(Saved data entries)

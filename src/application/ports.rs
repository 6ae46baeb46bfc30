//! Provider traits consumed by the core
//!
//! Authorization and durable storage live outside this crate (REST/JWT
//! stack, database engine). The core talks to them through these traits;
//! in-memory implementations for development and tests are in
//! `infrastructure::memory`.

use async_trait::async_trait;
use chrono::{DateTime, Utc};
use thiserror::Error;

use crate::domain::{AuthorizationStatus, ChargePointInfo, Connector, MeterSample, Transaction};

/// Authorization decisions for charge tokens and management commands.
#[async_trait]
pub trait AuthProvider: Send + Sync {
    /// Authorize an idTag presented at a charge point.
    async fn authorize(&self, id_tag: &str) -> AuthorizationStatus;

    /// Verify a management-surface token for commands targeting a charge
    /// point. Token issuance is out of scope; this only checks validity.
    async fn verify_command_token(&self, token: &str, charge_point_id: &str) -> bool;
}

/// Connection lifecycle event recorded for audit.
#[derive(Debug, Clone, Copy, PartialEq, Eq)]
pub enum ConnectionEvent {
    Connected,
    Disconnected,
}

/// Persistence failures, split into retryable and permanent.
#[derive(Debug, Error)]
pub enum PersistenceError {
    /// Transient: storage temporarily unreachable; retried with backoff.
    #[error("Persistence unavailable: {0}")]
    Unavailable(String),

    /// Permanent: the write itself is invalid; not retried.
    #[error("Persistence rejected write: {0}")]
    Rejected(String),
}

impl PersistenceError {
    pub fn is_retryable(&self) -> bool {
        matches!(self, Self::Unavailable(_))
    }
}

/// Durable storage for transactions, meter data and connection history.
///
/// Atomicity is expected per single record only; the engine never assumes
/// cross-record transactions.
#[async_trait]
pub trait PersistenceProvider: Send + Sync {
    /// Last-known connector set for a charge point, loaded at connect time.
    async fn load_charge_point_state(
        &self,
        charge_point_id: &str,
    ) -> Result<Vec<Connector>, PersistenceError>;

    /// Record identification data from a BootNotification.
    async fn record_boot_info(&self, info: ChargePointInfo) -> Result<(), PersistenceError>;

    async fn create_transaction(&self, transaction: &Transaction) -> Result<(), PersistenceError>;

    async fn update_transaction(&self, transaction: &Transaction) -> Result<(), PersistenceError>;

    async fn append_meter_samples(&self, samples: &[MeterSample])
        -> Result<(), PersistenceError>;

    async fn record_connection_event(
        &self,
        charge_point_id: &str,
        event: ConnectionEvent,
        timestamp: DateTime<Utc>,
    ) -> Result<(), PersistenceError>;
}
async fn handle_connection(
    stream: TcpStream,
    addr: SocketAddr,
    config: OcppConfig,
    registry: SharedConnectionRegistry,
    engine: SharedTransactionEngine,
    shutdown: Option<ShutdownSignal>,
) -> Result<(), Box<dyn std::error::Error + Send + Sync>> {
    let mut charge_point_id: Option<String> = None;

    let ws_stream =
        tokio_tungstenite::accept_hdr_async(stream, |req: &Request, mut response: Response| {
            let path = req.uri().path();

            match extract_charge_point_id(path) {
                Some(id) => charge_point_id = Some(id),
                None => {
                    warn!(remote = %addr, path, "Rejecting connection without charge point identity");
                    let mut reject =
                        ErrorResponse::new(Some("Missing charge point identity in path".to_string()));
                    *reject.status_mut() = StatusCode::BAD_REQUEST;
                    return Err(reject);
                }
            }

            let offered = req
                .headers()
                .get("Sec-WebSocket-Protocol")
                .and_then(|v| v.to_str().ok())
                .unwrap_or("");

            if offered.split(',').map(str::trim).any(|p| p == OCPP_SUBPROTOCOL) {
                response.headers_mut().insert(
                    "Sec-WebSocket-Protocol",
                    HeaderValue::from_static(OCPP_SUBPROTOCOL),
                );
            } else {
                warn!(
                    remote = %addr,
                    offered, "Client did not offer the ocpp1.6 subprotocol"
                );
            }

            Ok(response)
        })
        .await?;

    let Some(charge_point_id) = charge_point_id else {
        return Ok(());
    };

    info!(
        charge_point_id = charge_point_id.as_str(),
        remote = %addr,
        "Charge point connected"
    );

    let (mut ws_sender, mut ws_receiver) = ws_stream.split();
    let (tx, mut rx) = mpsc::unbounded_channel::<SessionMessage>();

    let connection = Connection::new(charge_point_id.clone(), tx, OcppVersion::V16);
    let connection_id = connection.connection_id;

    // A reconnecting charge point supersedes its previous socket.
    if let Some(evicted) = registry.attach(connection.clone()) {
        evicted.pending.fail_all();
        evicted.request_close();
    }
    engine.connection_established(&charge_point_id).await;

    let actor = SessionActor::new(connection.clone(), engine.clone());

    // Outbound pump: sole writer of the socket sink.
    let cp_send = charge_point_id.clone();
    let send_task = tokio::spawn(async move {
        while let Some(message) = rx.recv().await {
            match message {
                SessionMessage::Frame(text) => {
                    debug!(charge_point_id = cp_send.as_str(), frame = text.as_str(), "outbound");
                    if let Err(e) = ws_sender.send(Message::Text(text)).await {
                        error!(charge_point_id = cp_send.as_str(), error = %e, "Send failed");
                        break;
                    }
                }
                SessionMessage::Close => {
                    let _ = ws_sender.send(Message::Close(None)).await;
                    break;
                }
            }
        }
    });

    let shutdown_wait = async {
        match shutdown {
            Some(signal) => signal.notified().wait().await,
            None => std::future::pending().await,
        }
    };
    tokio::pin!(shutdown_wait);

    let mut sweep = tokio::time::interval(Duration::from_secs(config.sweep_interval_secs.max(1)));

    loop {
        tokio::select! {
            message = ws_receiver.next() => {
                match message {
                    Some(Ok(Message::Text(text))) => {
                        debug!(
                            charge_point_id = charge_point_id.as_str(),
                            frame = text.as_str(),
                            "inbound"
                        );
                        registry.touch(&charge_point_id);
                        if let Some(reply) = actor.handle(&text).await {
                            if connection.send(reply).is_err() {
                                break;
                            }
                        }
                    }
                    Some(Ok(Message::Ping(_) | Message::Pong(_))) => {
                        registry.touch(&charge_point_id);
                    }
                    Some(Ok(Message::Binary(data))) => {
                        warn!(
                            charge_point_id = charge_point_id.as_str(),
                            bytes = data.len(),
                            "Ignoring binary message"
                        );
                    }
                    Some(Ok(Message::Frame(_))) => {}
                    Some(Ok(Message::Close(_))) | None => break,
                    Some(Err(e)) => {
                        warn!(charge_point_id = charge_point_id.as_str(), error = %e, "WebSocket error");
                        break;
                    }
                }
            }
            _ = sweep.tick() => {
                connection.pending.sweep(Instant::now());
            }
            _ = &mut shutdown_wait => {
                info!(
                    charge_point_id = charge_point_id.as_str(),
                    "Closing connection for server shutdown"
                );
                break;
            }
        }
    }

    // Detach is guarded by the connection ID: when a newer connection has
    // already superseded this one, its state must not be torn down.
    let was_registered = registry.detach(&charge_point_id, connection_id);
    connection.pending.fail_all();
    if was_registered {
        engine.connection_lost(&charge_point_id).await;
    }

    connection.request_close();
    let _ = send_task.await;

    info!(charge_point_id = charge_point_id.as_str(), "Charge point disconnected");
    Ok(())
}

EXERCISE REQUIREMENTS: All that is needed is the opening run of the data, given again exactly: please include every line from the first through the line with "async fn authorize(&self, id_tag: &str)", both ends kept.

RESULT BELOW:
filename src/application/ports.rs
repository 6ae46baeb46bfc30
//! Provider traits consumed by the core
//!
//! Authorization and durable storage live outside this crate (REST/JWT
//! stack, database engine). The core talks to them through these traits;
//! in-memory implementations for development and tests are in
//! `infrastructure::memory`.

use async_trait::async_trait;
use chrono::{DateTime, Utc};
use thiserror::Error;

use crate::domain::{AuthorizationStatus, ChargePointInfo, Connector, MeterSample, Transaction};

/// Authorization decisions for charge tokens and management commands.
#[async_trait]
pub trait AuthProvider: Send + Sync {
    /// Authorize an idTag presented at a charge point.
    async fn authorize(&self, id_tag: &str) -> AuthorizationStatus;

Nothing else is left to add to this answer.